I am a US citizen living in the UK for just over one year. 2013 will be the first year I am filing on my own, or finding a US CPA. My longterm CPA in California doesn't want to deal with it anymore. I just started a little dog walking/ pet sitting business so am self employed. My earnings will be small and probably under the personal allowance in the UK so I won't probably pay UK tax. I understand I can't use the FEIE when filing US taxes, so what do I do? I do have US investments and will be selling quite a lot this year in order to buy a narrowboat. I will be filing singly, but am married to a UK citizen. I have never prepared my own taxes, so is it possible for me to do so or should I find a CPA? If so, can anyone recommend a firm. 
I have used this forum many times since my move, and greatly appreciate the sound advice that is shared. Thanks!


----------



## Bevdeforges (Nov 16, 2007)

If you're married to a UK citizen, then you should be filing "married, filing separately." 

You shouldn't need a CPA to file a relatively simple tax return - you should try using one of the online tax filing programs before you pay a tax advisor. But if you decide to go for a tax preparer, look into finding an enrolled agent in the UK first. They are normally a bit less expensive than CPA's (though still considerably more expensive than using one of the tax programs).

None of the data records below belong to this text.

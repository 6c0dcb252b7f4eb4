//! Request spans.
//!
//! # Responsibilities
//! - Create one span per request carrying method, path and request id
//!
//! # Design Decisions
//! - The request id is set by the HTTP layer before the trace layer runs
//! - The span records the public path, before any locale rewrite

use axum::body::Body;
use axum::http::Request;
use tracing::Span;

use crate::http::RequestIdExt;

/// Span constructor for `tower_http::trace::TraceLayer::make_span_with`.
pub fn make_request_span(request: &Request<Body>) -> Span {
    tracing::info_span!(
        "request",
        method = %request.method(),
        path = %request.uri().path(),
        request_id = %request.request_id().unwrap_or("unknown"),
    )
}
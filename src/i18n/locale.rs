//! Supported site locales.
//!
//! # Responsibilities
//! - Closed set of locales the site is published in
//! - Parse locale codes from URL segments and CLI input
//! - Build externally visible URLs for a locale
//!
//! # Design Decisions
//! - Greek is the default locale and is served at the root (`/fleet`)
//! - English is served under an explicit prefix (`/en/fleet`)
//! - Parsing is exact and case-sensitive: `/EN` is not a locale prefix

use std::fmt;
use std::str::FromStr;

/// A locale the site is published in.
#[derive(Debug, Clone, Copy, PartialEq, Eq, Hash, PartialOrd, Ord)]
pub enum Locale {
    /// Greek, the primary (default) locale.
    El,
    /// English, the secondary locale.
    En,
}

/// Error returned when a string is not a supported locale code.
#[derive(Debug, Clone, PartialEq, Eq, thiserror::Error)]
#[error("unsupported locale code: '{0}'")]
pub struct UnknownLocale(pub String);

impl Locale {
    /// The locale used when a request carries no locale indicator.
    pub const DEFAULT: Locale = Locale::El;

    /// All locales, default first.
    pub const ALL: [Locale; 2] = [Locale::El, Locale::En];

    /// Parse a locale code (`"el"` or `"en"`).
    pub fn parse(code: &str) -> Option<Locale> {
        match code {
            "el" => Some(Locale::El),
            "en" => Some(Locale::En),
            _ => None,
        }
    }

    /// Two-letter code, also used as the URL prefix segment.
    pub fn code(self) -> &'static str {
        match self {
            Locale::El => "el",
            Locale::En => "en",
        }
    }

    pub fn is_default(self) -> bool {
        self == Locale::DEFAULT
    }

    /// Value for the `lang` attribute of the rendered document.
    pub fn html_lang(self) -> &'static str {
        self.code()
    }

    pub fn native_name(self) -> &'static str {
        match self {
            Locale::El => "Ελληνικά",
            Locale::En => "English",
        }
    }

    /// The other locale, used for the language switch link.
    pub fn alternate(self) -> Locale {
        match self {
            Locale::El => Locale::En,
            Locale::En => Locale::El,
        }
    }

    /// Public URL path for an unprefixed page path in this locale.
    ///
    /// The default locale lives at the root, so its paths are returned
    /// unchanged. Other locales get their code as a leading segment, with
    /// the root page mapping to the bare prefix (`/en`, not `/en/`).
    pub fn localized_path(self, path: &str) -> String {
        if self.is_default() {
            return path.to_string();
        }
        if path.is_empty() || path == "/" {
            format!("/{}", self.code())
        } else {
            format!("/{}{}", self.code(), path)
        }
    }
}

impl Default for Locale {
    fn default() -> Self {
        Locale::DEFAULT
    }
}

impl fmt::Display for Locale {
    fn fmt(&self, f: &mut fmt::Formatter<'_>) -> fmt::Result {
        f.write_str(self.code())
    }
}

impl FromStr for Locale {
    type Err = UnknownLocale;

    fn from_str(s: &str) -> Result<Self, Self::Err> {
        Locale::parse(s).ok_or_else(|| UnknownLocale(s.to_string()))
    }
}

/// Returns true if `code` names a supported locale.
pub fn is_valid_locale(code: &str) -> bool {
    Locale::parse(code).is_some()
}

#[cfg(test)]
mod tests {
    use super::*;

    #[test]
    fn test_parse_known_codes() {
        assert_eq!(Locale::parse("el"), Some(Locale::El));
        assert_eq!(Locale::parse("en"), Some(Locale::En));
    }

    #[test]
    fn test_parse_is_exact() {
        assert_eq!(Locale::parse("EN"), None);
        assert_eq!(Locale::parse("en-US"), None);
        assert_eq!(Locale::parse(""), None);
        assert!(!is_valid_locale("fr"));
    }

    #[test]
    fn test_default_is_greek() {
        assert_eq!(Locale::DEFAULT, Locale::El);
        assert!(Locale::El.is_default());
        assert!(!Locale::En.is_default());
        assert_eq!(Locale::ALL[0], Locale::DEFAULT);
    }

    #[test]
    fn test_from_str_error() {
        let err = "de".parse::<Locale>().unwrap_err();
        assert!(err.to_string().contains("'de'"));
        assert_eq!("en".parse::<Locale>().unwrap(), Locale::En);
    }

    #[test]
    fn test_localized_path() {
        assert_eq!(Locale::El.localized_path("/"), "/");
        assert_eq!(Locale::El.localized_path("/fleet"), "/fleet");
        assert_eq!(Locale::En.localized_path("/"), "/en");
        assert_eq!(Locale::En.localized_path("/fleet"), "/en/fleet");
        assert_eq!(
            Locale::En.localized_path("/boats/lobster-23"),
            "/en/boats/lobster-23"
        );
    }

    #[test]
    fn test_alternate_round_trips() {
        for locale in Locale::ALL {
            assert_ne!(locale.alternate(), locale);
            assert_eq!(locale.alternate().alternate(), locale);
        }
    }
}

Why can't you use the FEIE for your personal business? Normally it's available, even for a personal business - and if you are paying into the UK social insurances based on your business activities, you may wind up being exempt from social security payments to the US (based on the tax treaty).

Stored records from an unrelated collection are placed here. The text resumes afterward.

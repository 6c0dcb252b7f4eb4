//! TLS configuration and certificate loading.

use std::io;
use std::path::Path;

use axum_server::tls_rustls::RustlsConfig;

use crate::config::TlsConfig;

/// Load the PEM certificate chain and private key named by `config`.
pub async fn load_tls_config(config: &TlsConfig) -> Result<RustlsConfig, io::Error> {
    let cert_path = Path::new(&config.cert_path);
    let key_path = Path::new(&config.key_path);

    for (kind, path) in [("Certificate", cert_path), ("Private key", key_path)] {
        if !path.exists() {
            return Err(io::Error::new(
                io::ErrorKind::NotFound,
                format!("{kind} file not found: {}", path.display()),
            ));
        }
    }

    tracing::info!(cert = %cert_path.display(), "Loading TLS certificate");
    RustlsConfig::from_pem_file(cert_path, key_path).await
}

#[cfg(test)]
mod tests {
    use super::*;

    #[tokio::test]
    async fn test_missing_certificate_is_not_found() {
        let dir = tempfile::tempdir().unwrap();
        let config = TlsConfig {
            cert_path: dir.path().join("cert.pem").to_string_lossy().into_owned(),
            key_path: dir.path().join("key.pem").to_string_lossy().into_owned(),
        };

        let err = load_tls_config(&config).await.unwrap_err();
        assert_eq!(err.kind(), io::ErrorKind::NotFound);
        assert!(err.to_string().contains("Certificate file not found"));
    }
}
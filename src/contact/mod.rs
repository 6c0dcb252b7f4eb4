//! Contact form endpoint.
//!
//! # Data Flow
//! ```text
//! POST /api/contact (JSON)
//!     → security::rate_limit (per client IP)
//!     → handler.rs (parse body)
//!     → form.rs (validate: required, name, phone, message, email)
//!     → structured log of the submission
//!     → 200 {"success": true} | 400 {"error": ...} | 500
//! ```

pub mod form;
pub mod handler;

pub use form::{normalize_phone, ContactError, ContactForm};
//! HTTP middleware.
//!
//! - `locale`: locale routing applied before route matching

pub mod locale;

pub use locale::{LocaleLayer, LocaleService};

Start by downloading IRS Publication 54 which explains the filing from overseas thing.
Cheers,
Bev


----------



## Clarebarr (Dec 14, 2011)

Thanks Bev,

I am confused as I always am with US taxes. Other people have told me, and my reading of self employment on IRS PUB 54 seems to say that as a US citizen self employed person in the UK even with minimal profit (£200 per month) when I can claim the small earnings NI exception here in the UK, still means I can't claim FEIE and must pay self employment tax to the US. Am i totally wrong? It certainly seems nuts to me. I hope someone can tell me what is correct. I have written to my US CPA but don't think she knows anything about Expats.
Kind Regards, Clare


----------



## Bevdeforges (Nov 16, 2007)

Recently saw an article about the practical side to enforcing all that FATCA stuff back in the US. In the long term, it comes down to what means of enforcement are available, whether to the IRS or to the SS Administration with regard to overseas residents and accounts. If you're already covered by the UK system for health care and retirement, I would tend to take the "assertive" position that you should not be paying US Social Security taxes. If the IRS disagrees, they'll be in touch - but chances are they won't bother to pursue the issue for the piddly amounts involved.
Cheers,
Bev


----------



## Clarebarr (Dec 14, 2011)

Bevdeforges said:


> Recently saw an article about the practical side to enforcing all that FATCA stuff back in the US. In the long term, it comes down to what means of enforcement are available, whether to the IRS or to the SS Administration with regard to overseas residents and accounts. If you're already covered by the UK system for health care and retirement, I would tend to take the "assertive" position that you should not be paying US Social Security taxes. If the IRS disagrees, they'll be in touch - but chances are they won't bother to pursue the issue for the piddly amounts involved.
> Cheers,
> Bev


As always, I greatly appreciate your advice.


----------